* **AIM OF THE EXERCISE**:
Scan the records for the word "Debug". Return each line where it is found.

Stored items
_ _ _ _ _ _ _

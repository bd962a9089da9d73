//! Read-side installation use cases
//!
//! Listings join installation rows with their cached declarations; the
//! missing-plugin check reports absent plugins and version mismatches.

use crate::core::error::{HarborError, Result};
use crate::db::models::{PluginInstallation, RuntimeType};
use crate::db::repository::{
    CapabilityInstallation, CapabilityKind, CapabilityRepository, InstallationRepository,
};
use crate::db::DatabaseManager;
use crate::decoder::manifest::{
    AgentStrategyProviderDeclaration, ModelProviderDeclaration, PluginDeclaration,
    ToolProviderDeclaration,
};
use crate::plugin::manager::PluginManager;
use crate::plugin::types::PluginUniqueIdentifier;
use serde::{Deserialize, Serialize};
use std::sync::Arc;

/// Installation row joined with its declaration
#[derive(Debug, Clone, Serialize)]
pub struct InstallationView {
    pub id: String,
    pub name: String,
    pub plugin_id: String,
    pub tenant_id: String,
    pub plugin_unique_identifier: String,
    pub endpoints_active: i64,
    pub endpoints_setups: i64,
    pub declaration: PluginDeclaration,
    pub runtime_type: RuntimeType,
    pub version: String,
    pub checksum: String,
    pub source: String,
    pub meta: std::collections::HashMap<String, serde_json::Value>,
    pub created_at: String,
    pub updated_at: String,
}

/// Capability row joined with the relevant provider declaration
#[derive(Debug, Clone, Serialize)]
pub struct CapabilityView<D> {
    pub id: String,
    pub tenant_id: String,
    pub plugin_id: String,
    pub plugin_unique_identifier: String,
    pub provider: String,
    pub declaration: Option<D>,
}

/// A requested plugin the tenant does not have, or has at another version
#[derive(Debug, Clone, Serialize, Deserialize, PartialEq, Eq)]
pub struct MissingPluginDependency {
    pub plugin_unique_identifier: String,
    #[serde(skip_serializing_if = "Option::is_none")]
    pub current_identifier: Option<String>,
}

/// Tool existence probe
#[derive(Debug, Clone, Deserialize)]
pub struct ToolExistenceRequest {
    pub plugin_id: String,
    pub provider_name: String,
}

/// Read-side installation service
pub struct ManageService {
    manager: Arc<PluginManager>,
    installations: Arc<InstallationRepository>,
    tools: Arc<CapabilityRepository>,
    models: Arc<CapabilityRepository>,
    agent_strategies: Arc<CapabilityRepository>,
}

impl ManageService {
    pub fn new(manager: Arc<PluginManager>, db: Arc<DatabaseManager>) -> Self {
        Self {
            manager,
            installations: Arc::new(InstallationRepository::new(db.clone())),
            tools: Arc::new(CapabilityRepository::new(db.clone(), CapabilityKind::Tool)),
            models: Arc::new(CapabilityRepository::new(db.clone(), CapabilityKind::AIModel)),
            agent_strategies: Arc::new(CapabilityRepository::new(db, CapabilityKind::AgentStrategy)),
        }
    }

    async fn view_of(&self, installation: PluginInstallation) -> Result<InstallationView> {
        let identifier = PluginUniqueIdentifier::new(installation.plugin_unique_identifier.clone())?;
        let declaration = self.manager.get_declaration(&identifier).await?;

        Ok(InstallationView {
            id: installation.id.clone(),
            name: declaration.name.clone(),
            plugin_id: identifier.plugin_id().to_string(),
            tenant_id: installation.tenant_id,
            plugin_unique_identifier: installation.plugin_unique_identifier,
            endpoints_active: installation.endpoints_active,
            endpoints_setups: installation.endpoints_setups,
            version: declaration.version.clone(),
            checksum: identifier.checksum().to_string(),
            declaration,
            runtime_type: installation.runtime_type,
            source: installation.source,
            meta: installation.meta,
            created_at: installation.created_at,
            updated_at: installation.updated_at,
        })
    }

    /// List a tenant's installations with declarations and the total count
    pub async fn list_plugins(
        &self,
        tenant_id: &str,
        page: u32,
        page_size: u32,
    ) -> Result<(Vec<InstallationView>, i64)> {
        let total = self.installations.count_by_tenant(tenant_id).await?;
        let rows = self.installations.list_by_tenant(tenant_id, page, page_size).await?;

        let mut views = Vec::with_capacity(rows.len());
        for row in rows {
            views.push(self.view_of(row).await?);
        }

        Ok((views, total))
    }

    /// Fetch installations for a set of plugin ids
    pub async fn batch_fetch_plugin_installations(
        &self,
        tenant_id: &str,
        plugin_ids: &[String],
    ) -> Result<Vec<InstallationView>> {
        let rows = self.installations.find_by_plugin_ids(tenant_id, plugin_ids).await?;

        let mut views = Vec::with_capacity(rows.len());
        for row in rows {
            views.push(self.view_of(row).await?);
        }

        Ok(views)
    }

    /// Which of the requested identifiers the tenant is missing.
    ///
    /// A plugin installed at a different version is reported with its
    /// currently installed identifier.
    pub async fn fetch_missing_installations(
        &self,
        tenant_id: &str,
        identifiers: &[PluginUniqueIdentifier],
    ) -> Result<Vec<MissingPluginDependency>> {
        let mut missing = Vec::new();
        if identifiers.is_empty() {
            return Ok(missing);
        }

        let plugin_ids: Vec<String> = identifiers
            .iter()
            .map(|identifier| identifier.plugin_id().to_string())
            .collect();
        let installed = self.installations.find_by_plugin_ids(tenant_id, &plugin_ids).await?;

        for identifier in identifiers {
            let current = installed
                .iter()
                .find(|row| row.plugin_id == identifier.plugin_id());

            match current {
                None => missing.push(MissingPluginDependency {
                    plugin_unique_identifier: identifier.to_string(),
                    current_identifier: None,
                }),
                Some(row) if row.plugin_unique_identifier != identifier.as_str() => {
                    missing.push(MissingPluginDependency {
                        plugin_unique_identifier: identifier.to_string(),
                        current_identifier: Some(row.plugin_unique_identifier.clone()),
                    })
                }
                Some(_) => {}
            }
        }

        Ok(missing)
    }

    async fn tool_view(
        &self,
        row: CapabilityInstallation,
    ) -> Result<CapabilityView<ToolProviderDeclaration>> {
        let identifier = PluginUniqueIdentifier::new(row.plugin_unique_identifier.clone())?;
        let declaration = self.manager.get_declaration(&identifier).await?;
        Ok(CapabilityView {
            id: row.id,
            tenant_id: row.tenant_id,
            plugin_id: row.plugin_id,
            plugin_unique_identifier: row.plugin_unique_identifier,
            provider: row.provider,
            declaration: declaration.tool,
        })
    }

    /// List tool providers with their declarations
    pub async fn list_tools(
        &self,
        tenant_id: &str,
        page: u32,
        page_size: u32,
    ) -> Result<Vec<CapabilityView<ToolProviderDeclaration>>> {
        let rows = self.tools.list(tenant_id, page, page_size).await?;
        let mut views = Vec::with_capacity(rows.len());
        for row in rows {
            views.push(self.tool_view(row).await?);
        }
        Ok(views)
    }

    /// Fetch one tool provider; the provider name must match
    pub async fn get_tool(
        &self,
        tenant_id: &str,
        plugin_id: &str,
        provider: &str,
    ) -> Result<CapabilityView<ToolProviderDeclaration>> {
        let row = self
            .tools
            .get(tenant_id, plugin_id)
            .await?
            .filter(|row| row.provider == provider)
            .ok_or_else(|| HarborError::NotFound(format!("tool not found: {}", plugin_id)))?;

        self.tool_view(row).await
    }

    /// Existence flags for a batch of tool providers, in request order
    pub async fn check_tool_existence(
        &self,
        tenant_id: &str,
        providers: &[ToolExistenceRequest],
    ) -> Result<Vec<bool>> {
        let plugin_ids: Vec<String> = providers.iter().map(|p| p.plugin_id.clone()).collect();
        let rows = self.tools.find_by_plugin_ids(tenant_id, &plugin_ids).await?;

        Ok(providers
            .iter()
            .map(|request| {
                rows.iter().any(|row| {
                    row.plugin_id == request.plugin_id && row.provider == request.provider_name
                })
            })
            .collect())
    }

    /// List model providers with their declarations
    pub async fn list_models(
        &self,
        tenant_id: &str,
        page: u32,
        page_size: u32,
    ) -> Result<Vec<CapabilityView<ModelProviderDeclaration>>> {
        let rows = self.models.list(tenant_id, page, page_size).await?;

        let mut views = Vec::with_capacity(rows.len());
        for row in rows {
            let identifier = PluginUniqueIdentifier::new(row.plugin_unique_identifier.clone())?;
            let declaration = self.manager.get_declaration(&identifier).await?;
            views.push(CapabilityView {
                id: row.id,
                tenant_id: row.tenant_id,
                plugin_id: row.plugin_id,
                plugin_unique_identifier: row.plugin_unique_identifier,
                provider: row.provider,
                declaration: declaration.model,
            });
        }

        Ok(views)
    }

    async fn agent_strategy_view(
        &self,
        row: CapabilityInstallation,
    ) -> Result<CapabilityView<AgentStrategyProviderDeclaration>> {
        let identifier = PluginUniqueIdentifier::new(row.plugin_unique_identifier.clone())?;
        let declaration = self.manager.get_declaration(&identifier).await?;
        Ok(CapabilityView {
            id: row.id,
            tenant_id: row.tenant_id,
            plugin_id: row.plugin_id,
            plugin_unique_identifier: row.plugin_unique_identifier,
            provider: row.provider,
            declaration: declaration.agent_strategy,
        })
    }

    /// List agent strategy providers with their declarations
    pub async fn list_agent_strategies(
        &self,
        tenant_id: &str,
        page: u32,
        page_size: u32,
    ) -> Result<Vec<CapabilityView<AgentStrategyProviderDeclaration>>> {
        let rows = self.agent_strategies.list(tenant_id, page, page_size).await?;
        let mut views = Vec::with_capacity(rows.len());
        for row in rows {
            views.push(self.agent_strategy_view(row).await?);
        }
        Ok(views)
    }

    /// Fetch one agent strategy provider; the provider name must match
    pub async fn get_agent_strategy(
        &self,
        tenant_id: &str,
        plugin_id: &str,
        provider: &str,
    ) -> Result<CapabilityView<AgentStrategyProviderDeclaration>> {
        let row = self
            .agent_strategies
            .get(tenant_id, plugin_id)
            .await?
            .filter(|row| row.provider == provider)
            .ok_or_else(|| {
                HarborError::NotFound(format!("agent strategy not found: {}", plugin_id))
            })?;

        self.agent_strategy_view(row).await
    }
}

_ _ _ _ _ _ _

* **TASK RESPONSE**:
#[derive(Debug, Clone, Serialize)]
#[derive(Debug, Clone, Serialize)]
#[derive(Debug, Clone, Serialize, Deserialize, PartialEq, Eq)]
#[derive(Debug, Clone, Deserialize)]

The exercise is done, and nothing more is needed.